El Dragón rugió su respuesta al clarín, escupiendo una llamarada de fuegos verdes y amarillos. El Caballero lanzó un grito de guerra, picó espuelas y cabalgó hacia el Dragón. Y el Dragón, el cuello estirado, las alas extendidas, las garras preparadas, aguardó la carga.
EL FLORISTA VEÍA TODO AQUELLO a una razonable distancia. Se rió suavemente, para sí mismo. Todo sucedía como él había previsto. Una vez más. Ya había perdido la cuenta de éxitos. Año tras año, la misma historia, los mismos personajes, los mismos resultados. El Caballero mataría al Dragón, rescataría a la Princesa, sería recibido en triunfo, se marcharía… y luego, una vez más, el Dragón despertaría y asolaría la tierra, hasta que el Caballero regresara para acabar con él.
Lejos de allí, pero bien vívidos en la mente del Florista, sus vastos campos de rosas rojas estaban siendo cosechados. Miles de cajas con hermosas rosas rojas, que serían distribuidas al mundo entero, para ser vendidas en una jornada de fiesta, flores y besos.
¡Y pensar que a punto estuvo de irse a la ruina! Las rosas ya no se vendían tan bien como otras flores. Además, sus tierras, sus enormes tierras, sólo producían rosas rojas, no amarillas, negras, púrpuras o azules. Durante una época angustiosa, sólo sus campos de amapolas, que abastecían un mercado nunca en retroceso, lo protegieron de la ruina.
Pero por fortuna, había descubierto aquel mundo, aquel mundo de leyenda, aquel mundo donde, al menos, quedaba una Princesa, un Caballero y un Dragón. Y había mandado una flor a cada uno, una rosa roja a cada uno de ellos, cuyas espinas se clavaron en la mano delicada, o cuyos pétalos hechizaron unos labios castos, o cuya fragancia estimuló un olfato ávido.
Y allí estaban esos tres, bailando a su son, alimentando una leyenda, una leyenda que alguna vez significó algo, pero que ahora no tenía sentido para sus partícipes y sólo implicaba beneficios para quien la había sabido adaptar a sus propósitos. Porque las leyendas tiene poder, si uno sabe extraerlo ¡Gracias sean dadas por los enamorados! Un beso, una rosa, y los sufrimientos de cientos quedan sepultados. Y las cuentas cuadran. El Florista tenía motivos para sentirse satisfecho de sí mismo.

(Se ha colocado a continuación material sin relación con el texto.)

//! Health check endpoint

use axum::{routing::get, Json, Router};
use serde::Serialize;

use crate::state::AppState;

#[derive(Serialize)]
#[serde(rename_all = "camelCase")]
struct HealthResponse {
    status: String,
    version: String,
    data_dir: String,
}

async fn health_check() -> Json<HealthResponse> {
    let data_dir = std::env::var("TD_DATA_DIR").unwrap_or_else(|_| ".td-data".to_string());

    Json(HealthResponse {
        status: "ok".to_string(),
        version: env!("CARGO_PKG_VERSION").to_string(),
        data_dir,
    })
}

pub fn router() -> Router<AppState> {
    Router::new().route("/health", get(health_check))
}
//! Application state

use std::path::PathBuf;
use std::sync::Arc;

use td_core::task::{FileTaskStore, TaskService, TaskStore};

use crate::auth::UserStore;

/// Shared application state
#[derive(Clone)]
pub struct AppState {
    inner: Arc<AppStateInner>,
}

struct AppStateInner {
    tasks: TaskService,
    users: UserStore,
}

impl AppState {
    /// Create a new AppState with the given data directory
    pub async fn new(data_dir: PathBuf) -> td_core::Result<Self> {
        let task_store = Arc::new(FileTaskStore::new(data_dir.join("tasks.json")).await?);
        let users = UserStore::new(data_dir.join("auth"))
            .await
            .map_err(|err| td_core::Error::Storage(err.to_string()))?;

        Ok(Self::with_stores(task_store, users))
    }

    /// Build state from preconstructed stores (used by tests)
    pub fn with_stores(task_store: Arc<dyn TaskStore>, users: UserStore) -> Self {
        Self {
            inner: Arc::new(AppStateInner {
                tasks: TaskService::new(task_store),
                users,
            }),
        }
    }

    /// Get reference to the task lifecycle service
    pub fn tasks(&self) -> &TaskService {
        &self.inner.tasks
    }

    /// Get reference to the user store
    pub fn user_store(&self) -> &UserStore {
        &self.inner.users
    }
}
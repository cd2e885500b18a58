//! Task API endpoints
//!
//! RESTful API over the task lifecycle service. Every handler resolves the
//! caller's principal from the bearer token before touching the service;
//! the ownership and role rules themselves live in the core.

use axum::{
    extract::{Path, Query, State},
    http::{HeaderMap, StatusCode},
    routing::{delete, get, post},
    Json, Router,
};
use serde::{Deserialize, Serialize};

use td_core::principal::{Principal, UserId};
use td_core::task::{Page, PageMeta, SortField, SortOrder, Task, TaskId, TaskPatch, TaskQuery};
use td_core::Error as CoreError;

use crate::auth;
use crate::routes::auth::{map_auth_error, route_error, RouteError};
use crate::state::AppState;

const MAX_TITLE_LENGTH: usize = 255;

// ============================================================================
// Request/Response types
// ============================================================================

#[derive(Debug, Deserialize)]
struct CreateTaskRequest {
    title: String,
    #[serde(default)]
    description: Option<String>,
    #[serde(default)]
    priority: Option<i32>,
}

#[derive(Debug, Deserialize)]
struct UpdateTaskRequest {
    #[serde(default)]
    title: Option<String>,
    #[serde(default)]
    description: Option<String>,
    #[serde(default)]
    is_done: Option<bool>,
    #[serde(default)]
    priority: Option<i32>,
}

#[derive(Debug, Deserialize)]
struct ListTasksQuery {
    #[serde(default)]
    page: Option<usize>,
    #[serde(default)]
    limit: Option<usize>,
    #[serde(default)]
    is_done: Option<bool>,
    #[serde(default)]
    search: Option<String>,
    #[serde(default, rename = "sortBy")]
    sort_by: Option<SortField>,
    #[serde(default, rename = "sortOrder")]
    sort_order: Option<SortOrder>,
}

impl From<ListTasksQuery> for TaskQuery {
    fn from(query: ListTasksQuery) -> Self {
        let defaults = TaskQuery::default();
        Self {
            page: query.page.unwrap_or(defaults.page),
            limit: query.limit.unwrap_or(defaults.limit),
            is_done: query.is_done,
            search: query.search,
            sort_by: query.sort_by.unwrap_or_default(),
            sort_order: query.sort_order.unwrap_or_default(),
        }
    }
}

#[derive(Debug, Serialize)]
#[serde(rename_all = "camelCase")]
struct TaskResponse {
    id: TaskId,
    title: String,
    description: Option<String>,
    is_done: bool,
    priority: i32,
    owner_id: UserId,
    created_at: String,
    deleted_at: Option<String>,
}

impl From<Task> for TaskResponse {
    fn from(task: Task) -> Self {
        Self {
            id: task.id,
            title: task.title,
            description: task.description,
            is_done: task.is_done,
            priority: task.priority,
            owner_id: task.owner_id,
            created_at: task.created_at.to_rfc3339(),
            deleted_at: task.deleted_at.map(|t| t.to_rfc3339()),
        }
    }
}

#[derive(Debug, Serialize)]
struct PageResponse {
    data: Vec<TaskResponse>,
    meta: PageMeta,
}

impl From<Page<Task>> for PageResponse {
    fn from(page: Page<Task>) -> Self {
        Self {
            data: page.data.into_iter().map(TaskResponse::from).collect(),
            meta: page.meta,
        }
    }
}

// ============================================================================
// Helpers
// ============================================================================

fn map_core_error(err: CoreError) -> RouteError {
    let status = match &err {
        CoreError::TaskNotFound(_) => StatusCode::NOT_FOUND,
        CoreError::Forbidden(_) => StatusCode::FORBIDDEN,
        CoreError::InvalidState(_) => StatusCode::CONFLICT,
        CoreError::InvalidInput(_) => StatusCode::BAD_REQUEST,
        _ => StatusCode::INTERNAL_SERVER_ERROR,
    };
    route_error(status, err.to_string())
}

fn validate_title(title: &str) -> Result<(), RouteError> {
    if title.trim().is_empty() {
        return Err(route_error(
            StatusCode::BAD_REQUEST,
            "Title cannot be empty",
        ));
    }
    if title.chars().count() > MAX_TITLE_LENGTH {
        return Err(route_error(
            StatusCode::BAD_REQUEST,
            format!("Title cannot be longer than {} characters", MAX_TITLE_LENGTH),
        ));
    }
    Ok(())
}

async fn principal_from_headers(
    state: &AppState,
    headers: &HeaderMap,
) -> Result<Principal, RouteError> {
    auth::resolve_principal(state.user_store(), headers)
        .await
        .map_err(map_auth_error)
}

// ============================================================================
// Handlers
// ============================================================================

/// GET /api/tasks - List the caller's active tasks
async fn list_tasks(
    State(state): State<AppState>,
    headers: HeaderMap,
    Query(query): Query<ListTasksQuery>,
) -> Result<Json<PageResponse>, RouteError> {
    let principal = principal_from_headers(&state, &headers).await?;
    let page = state
        .tasks()
        .find_active(&principal, &query.into())
        .await
        .map_err(map_core_error)?;
    Ok(Json(page.into()))
}

/// GET /api/tasks/deleted - List the caller's soft-deleted tasks
async fn list_deleted_tasks(
    State(state): State<AppState>,
    headers: HeaderMap,
    Query(query): Query<ListTasksQuery>,
) -> Result<Json<PageResponse>, RouteError> {
    let principal = principal_from_headers(&state, &headers).await?;
    let page = state
        .tasks()
        .find_deleted(&principal, &query.into())
        .await
        .map_err(map_core_error)?;
    Ok(Json(page.into()))
}

/// POST /api/tasks - Create a new task
async fn create_task(
    State(state): State<AppState>,
    headers: HeaderMap,
    Json(req): Json<CreateTaskRequest>,
) -> Result<(StatusCode, Json<TaskResponse>), RouteError> {
    let principal = principal_from_headers(&state, &headers).await?;
    validate_title(&req.title)?;

    let task = state
        .tasks()
        .create(&principal, req.title, req.description, req.priority)
        .await
        .map_err(map_core_error)?;

    Ok((StatusCode::CREATED, Json(TaskResponse::from(task))))
}

/// GET /api/tasks/:id - Get a single task
async fn get_task(
    State(state): State<AppState>,
    headers: HeaderMap,
    Path(id): Path<TaskId>,
) -> Result<Json<TaskResponse>, RouteError> {
    let principal = principal_from_headers(&state, &headers).await?;
    let task = state
        .tasks()
        .get_authorized(&principal, id)
        .await
        .map_err(map_core_error)?;
    Ok(Json(TaskResponse::from(task)))
}

/// PATCH /api/tasks/:id - Partially update a task
async fn update_task(
    State(state): State<AppState>,
    headers: HeaderMap,
    Path(id): Path<TaskId>,
    Json(req): Json<UpdateTaskRequest>,
) -> Result<Json<TaskResponse>, RouteError> {
    let principal = principal_from_headers(&state, &headers).await?;
    if let Some(title) = &req.title {
        validate_title(title)?;
    }

    let patch = TaskPatch {
        title: req.title,
        description: req.description,
        is_done: req.is_done,
        priority: req.priority,
    };
    let task = state
        .tasks()
        .update(&principal, id, patch)
        .await
        .map_err(map_core_error)?;
    Ok(Json(TaskResponse::from(task)))
}

/// DELETE /api/tasks/:id - Soft-delete a task
async fn delete_task(
    State(state): State<AppState>,
    headers: HeaderMap,
    Path(id): Path<TaskId>,
) -> Result<StatusCode, RouteError> {
    let principal = principal_from_headers(&state, &headers).await?;
    state
        .tasks()
        .remove(&principal, id)
        .await
        .map_err(map_core_error)?;
    Ok(StatusCode::NO_CONTENT)
}

/// POST /api/tasks/:id/restore - Bring a soft-deleted task back
async fn restore_task(
    State(state): State<AppState>,
    headers: HeaderMap,
    Path(id): Path<TaskId>,
) -> Result<Json<TaskResponse>, RouteError> {
    // Authentication only: restore performs no ownership check
    principal_from_headers(&state, &headers).await?;
    let task = state.tasks().restore(id).await.map_err(map_core_error)?;
    Ok(Json(TaskResponse::from(task)))
}

/// DELETE /api/tasks/:id/purge - Permanently remove a task (admin only)
async fn purge_task(
    State(state): State<AppState>,
    headers: HeaderMap,
    Path(id): Path<TaskId>,
) -> Result<StatusCode, RouteError> {
    let principal = principal_from_headers(&state, &headers).await?;
    state
        .tasks()
        .permanently_remove(&principal, id)
        .await
        .map_err(map_core_error)?;
    Ok(StatusCode::NO_CONTENT)
}

// ============================================================================
// Router
// ============================================================================

pub fn router() -> Router<AppState> {
    Router::new()
        .route("/api/tasks", get(list_tasks).post(create_task))
        .route("/api/tasks/deleted", get(list_deleted_tasks))
        .route(
            "/api/tasks/{id}",
            get(get_task).patch(update_task).delete(delete_task),
        )
        .route("/api/tasks/{id}/restore", post(restore_task))
        .route("/api/tasks/{id}/purge", delete(purge_task))
}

Bueno, no en solitario. Su secretario había tenido una buena idea con lo de los libros. Al parecer dos escritores habían muerto en la misma fecha, pero en diferentes días. El Florista sabía poco de libros y de escritores. Pero entendió que si podías convencer a miles de personas para comprar una rosa, podías convencerles para comprar una rosa y un libro. Así que invirtió parte de su capital en controlar unas cuantas librerías y editoriales.
Le llegó un rugido de dolor. El Caballero había logrado herir de muerte al Dragón. Tenía la armadura abollada y ensangrentada, la túnica quemada y el escudo inservible, pero había derrotado a la bestia. Como siempre. Entró en la cueva y salió al poco con la Princesa abrazada a sus espaldas. Y el cabello volvía a ser una melena de rubio magnífico, y los labios eran rojos como el carmín y el rostro hermoso como la aurora, aunque ellos cabalgaban hacia el atardecer primaveral.
El Florista les vio alejarse, sonriente. Abril es el mes más cruel, escribió un poeta (un tal Heliot, o Elliot, o algo así), según su secretario. Para otros, sin duda. No para él.